#### [Collected data]
****

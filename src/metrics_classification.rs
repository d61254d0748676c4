//! Common metrics for performance evaluation of classifier
//!
//! Scoring is essential for classification tasks. This module implements the confusion matrix
//! and the scores derived from it: error rate, accuracy, precision, recall and f1-score.
use std::collections::{BTreeMap, BTreeSet};
use std::fmt;

use ndarray::prelude::*;
use ndarray::Data;

use crate::dataset::{DataSpec, Float, Label};
use crate::error::{Error, Result};

/// Confusion matrix for multi-label evaluation
///
/// A confusion matrix shows predictions in a matrix, where rows correspond to the actual class
/// and columns to the predicted class. The diagonal entries are correct predictions. Classes are
/// indexed in ascending label order, over the union of predicted and actual labels.
#[derive(Clone, Debug, PartialEq, Eq)]
pub struct ConfusionMatrix<L> {
    values: Array2<usize>,
    label_index: BTreeMap<L, usize>,
}

impl<L: Label> ConfusionMatrix<L> {
    /// Tallies predictions against the actual labels
    ///
    /// Fails with `ShapeMismatch` if both have a different length.
    pub fn new(
        predictions: &ArrayBase<impl Data<Elem = L>, Ix1>,
        actual: &ArrayBase<impl Data<Elem = L>, Ix1>,
    ) -> Result<Self> {
        if predictions.len() != actual.len() {
            return Err(Error::ShapeMismatch {
                context: "predictions and actual labels",
                expected: actual.len(),
                found: predictions.len(),
            });
        }

        let labels = predictions
            .iter()
            .chain(actual.iter())
            .cloned()
            .collect::<BTreeSet<_>>();
        let label_index = labels
            .into_iter()
            .enumerate()
            .map(|(idx, label)| (label, idx))
            .collect::<BTreeMap<_, _>>();

        let mut values = Array2::zeros((label_index.len(), label_index.len()));
        for (predicted, actual) in predictions.iter().zip(actual.iter()) {
            values[(label_index[actual], label_index[predicted])] += 1;
        }

        Ok(ConfusionMatrix {
            values,
            label_index,
        })
    }

    /// Counts, rows are actual and columns predicted classes
    pub fn values(&self) -> &Array2<usize> {
        &self.values
    }

    /// Maps every label to its row and column
    pub fn label_index(&self) -> &BTreeMap<L, usize> {
        &self.label_index
    }

    /// Labels in index order
    pub fn labels(&self) -> Vec<&L> {
        self.label_index.keys().collect()
    }

    /// Number of tallied observations
    pub fn total(&self) -> usize {
        self.values.sum()
    }

    /// Fraction of misclassified observations, zero if there are none
    pub fn error(&self) -> f64 {
        match self.total() {
            0 => 0.0,
            total => 1.0 - self.values.diag().sum() as f64 / total as f64,
        }
    }

    /// Fraction of correctly classified observations, one if there are none
    pub fn accuracy(&self) -> f64 {
        1.0 - self.error()
    }

    /// Calculate precision for every class
    pub fn precision(&self) -> Array1<f64> {
        let predicted = self.values.sum_axis(Axis(0));
        ratio(&self.values.diag(), &predicted)
    }

    /// Calculate recall for every class
    pub fn recall(&self) -> Array1<f64> {
        let actual = self.values.sum_axis(Axis(1));
        ratio(&self.values.diag(), &actual)
    }

    /// Return beta=1 score for every class
    pub fn f1_score(&self) -> Array1<f64> {
        let precision = self.precision();
        let recall = self.recall();

        Array1::from_iter(precision.iter().zip(recall.iter()).map(|(p, r)| {
            if p + r > 0.0 {
                2.0 * p * r / (p + r)
            } else {
                0.0
            }
        }))
    }
}

fn ratio(
    numerator: &ArrayBase<impl Data<Elem = usize>, Ix1>,
    denominator: &ArrayBase<impl Data<Elem = usize>, Ix1>,
) -> Array1<f64> {
    Array1::from_iter(numerator.iter().zip(denominator.iter()).map(|(n, d)| {
        if *d == 0 {
            0.0
        } else {
            *n as f64 / *d as f64
        }
    }))
}

impl<L: Label> fmt::Display for ConfusionMatrix<L> {
    fn fmt(&self, f: &mut fmt::Formatter) -> fmt::Result {
        let labels = self
            .label_index
            .keys()
            .map(|label| format!("{:?}", label))
            .collect::<Vec<_>>();
        let width = labels
            .iter()
            .map(|label| label.len())
            .chain(self.values.iter().map(|count| count.to_string().len()))
            .max()
            .unwrap_or(1);

        write!(f, "{:>width$} |", "", width = width)?;
        for label in &labels {
            write!(f, " {:>width$}", label, width = width)?;
        }
        writeln!(f)?;
        writeln!(f, "{}", "-".repeat((width + 1) * (labels.len() + 1) + 1))?;

        for (label, row) in labels.iter().zip(self.values.rows()) {
            write!(f, "{:>width$} |", label, width = width)?;
            for count in row {
                write!(f, " {:>width$}", count, width = width)?;
            }
            writeln!(f)?;
        }

        Ok(())
    }
}

/// Classification functions
///
/// Builds the confusion matrix of a prediction against a ground truth.
pub trait ToConfusionMatrix<L, T> {
    fn confusion_matrix(&self, ground_truth: T) -> Result<ConfusionMatrix<L>>;
}

impl<'a, L: Label, S: Data<Elem = L>, T: Data<Elem = L>> ToConfusionMatrix<L, &'a ArrayBase<T, Ix1>>
    for ArrayBase<S, Ix1>
{
    fn confusion_matrix(&self, ground_truth: &'a ArrayBase<T, Ix1>) -> Result<ConfusionMatrix<L>> {
        ConfusionMatrix::new(self, ground_truth)
    }
}

impl<'a, F: Float, L: Label, S: Data<Elem = L>> ToConfusionMatrix<L, &'a DataSpec<F, L>>
    for ArrayBase<S, Ix1>
{
    fn confusion_matrix(&self, ground_truth: &'a DataSpec<F, L>) -> Result<ConfusionMatrix<L>> {
        ConfusionMatrix::new(self, &ground_truth.y())
    }
}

****

#### [Prompt]
Take the data above and reproduce it exactly.

#### [Result]
filename src/metrics_classification.rs
repository d61254d0748676c4
//! Common metrics for performance evaluation of classifier
//!
//! Scoring is essential for classification tasks. This module implements the confusion matrix
//! and the scores derived from it: error rate, accuracy, precision, recall and f1-score.
use std::collections::{BTreeMap, BTreeSet};
use std::fmt;

use ndarray::prelude::*;
use ndarray::Data;

use crate::dataset::{DataSpec, Float, Label};
use crate::error::{Error, Result};

/// Confusion matrix for multi-label evaluation
///
/// A confusion matrix shows predictions in a matrix, where rows correspond to the actual class
/// and columns to the predicted class. The diagonal entries are correct predictions. Classes are
/// indexed in ascending label order, over the union of predicted and actual labels.
#[derive(Clone, Debug, PartialEq, Eq)]
pub struct ConfusionMatrix<L> {
    values: Array2<usize>,
    label_index: BTreeMap<L, usize>,
}

impl<L: Label> ConfusionMatrix<L> {
    /// Tallies predictions against the actual labels
    ///
    /// Fails with `ShapeMismatch` if both have a different length.
    pub fn new(
        predictions: &ArrayBase<impl Data<Elem = L>, Ix1>,
        actual: &ArrayBase<impl Data<Elem = L>, Ix1>,
    ) -> Result<Self> {
        if predictions.len() != actual.len() {
            return Err(Error::ShapeMismatch {
                context: "predictions and actual labels",
                expected: actual.len(),
                found: predictions.len(),
            });
        }

        let labels = predictions
            .iter()
            .chain(actual.iter())
            .cloned()
            .collect::<BTreeSet<_>>();
        let label_index = labels
            .into_iter()
            .enumerate()
            .map(|(idx, label)| (label, idx))
            .collect::<BTreeMap<_, _>>();

        let mut values = Array2::zeros((label_index.len(), label_index.len()));
        for (predicted, actual) in predictions.iter().zip(actual.iter()) {
            values[(label_index[actual], label_index[predicted])] += 1;
        }

        Ok(ConfusionMatrix {
            values,
            label_index,
        })
    }

    /// Counts, rows are actual and columns predicted classes
    pub fn values(&self) -> &Array2<usize> {
        &self.values
    }

    /// Maps every label to its row and column
    pub fn label_index(&self) -> &BTreeMap<L, usize> {
        &self.label_index
    }

    /// Labels in index order
    pub fn labels(&self) -> Vec<&L> {
        self.label_index.keys().collect()
    }

    /// Number of tallied observations
    pub fn total(&self) -> usize {
        self.values.sum()
    }

    /// Fraction of misclassified observations, zero if there are none
    pub fn error(&self) -> f64 {
        match self.total() {
            0 => 0.0,
            total => 1.0 - self.values.diag().sum() as f64 / total as f64,
        }
    }

    /// Fraction of correctly classified observations, one if there are none
    pub fn accuracy(&self) -> f64 {
        1.0 - self.error()
    }

    /// Calculate precision for every class
    pub fn precision(&self) -> Array1<f64> {
        let predicted = self.values.sum_axis(Axis(0));
        ratio(&self.values.diag(), &predicted)
    }

    /// Calculate recall for every class
    pub fn recall(&self) -> Array1<f64> {
        let actual = self.values.sum_axis(Axis(1));
        ratio(&self.values.diag(), &actual)
    }

    /// Return beta=1 score for every class
    pub fn f1_score(&self) -> Array1<f64> {
        let precision = self.precision();
        let recall = self.recall();

        Array1::from_iter(precision.iter().zip(recall.iter()).map(|(p, r)| {
            if p + r > 0.0 {
                2.0 * p * r / (p + r)
            } else {
                0.0
            }
        }))
    }
}

fn ratio(
    numerator: &ArrayBase<impl Data<Elem = usize>, Ix1>,
    denominator: &ArrayBase<impl Data<Elem = usize>, Ix1>,
) -> Array1<f64> {
    Array1::from_iter(numerator.iter().zip(denominator.iter()).map(|(n, d)| {
        if *d == 0 {
            0.0
        } else {
            *n as f64 / *d as f64
        }
    }))
}

impl<L: Label> fmt::Display for ConfusionMatrix<L> {
    fn fmt(&self, f: &mut fmt::Formatter) -> fmt::Result {
        let labels = self
            .label_index
            .keys()
            .map(|label| format!("{:?}", label))
            .collect::<Vec<_>>();
        let width = labels
            .iter()
            .map(|label| label.len())
            .chain(self.values.iter().map(|count| count.to_string().len()))
            .max()
            .unwrap_or(1);

        write!(f, "{:>width$} |", "", width = width)?;
        for label in &labels {
            write!(f, " {:>width$}", label, width = width)?;
        }
        writeln!(f)?;
        writeln!(f, "{}", "-".repeat((width + 1) * (labels.len() + 1) + 1))?;

        for (label, row) in labels.iter().zip(self.values.rows()) {
            write!(f, "{:>width$} |", label, width = width)?;
            for count in row {
                write!(f, " {:>width$}", count, width = width)?;
            }
            writeln!(f)?;
        }

        Ok(())
    }
}

/// Classification functions
///
/// Builds the confusion matrix of a prediction against a ground truth.
pub trait ToConfusionMatrix<L, T> {
    fn confusion_matrix(&self, ground_truth: T) -> Result<ConfusionMatrix<L>>;
}

impl<'a, L: Label, S: Data<Elem = L>, T: Data<Elem = L>> ToConfusionMatrix<L, &'a ArrayBase<T, Ix1>>
    for ArrayBase<S, Ix1>
{
    fn confusion_matrix(&self, ground_truth: &'a ArrayBase<T, Ix1>) -> Result<ConfusionMatrix<L>> {
        ConfusionMatrix::new(self, ground_truth)
    }
}

impl<'a, F: Float, L: Label, S: Data<Elem = L>> ToConfusionMatrix<L, &'a DataSpec<F, L>>
    for ArrayBase<S, Ix1>
{
    fn confusion_matrix(&self, ground_truth: &'a DataSpec<F, L>) -> Result<ConfusionMatrix<L>> {
        ConfusionMatrix::new(self, &ground_truth.y())
    }
}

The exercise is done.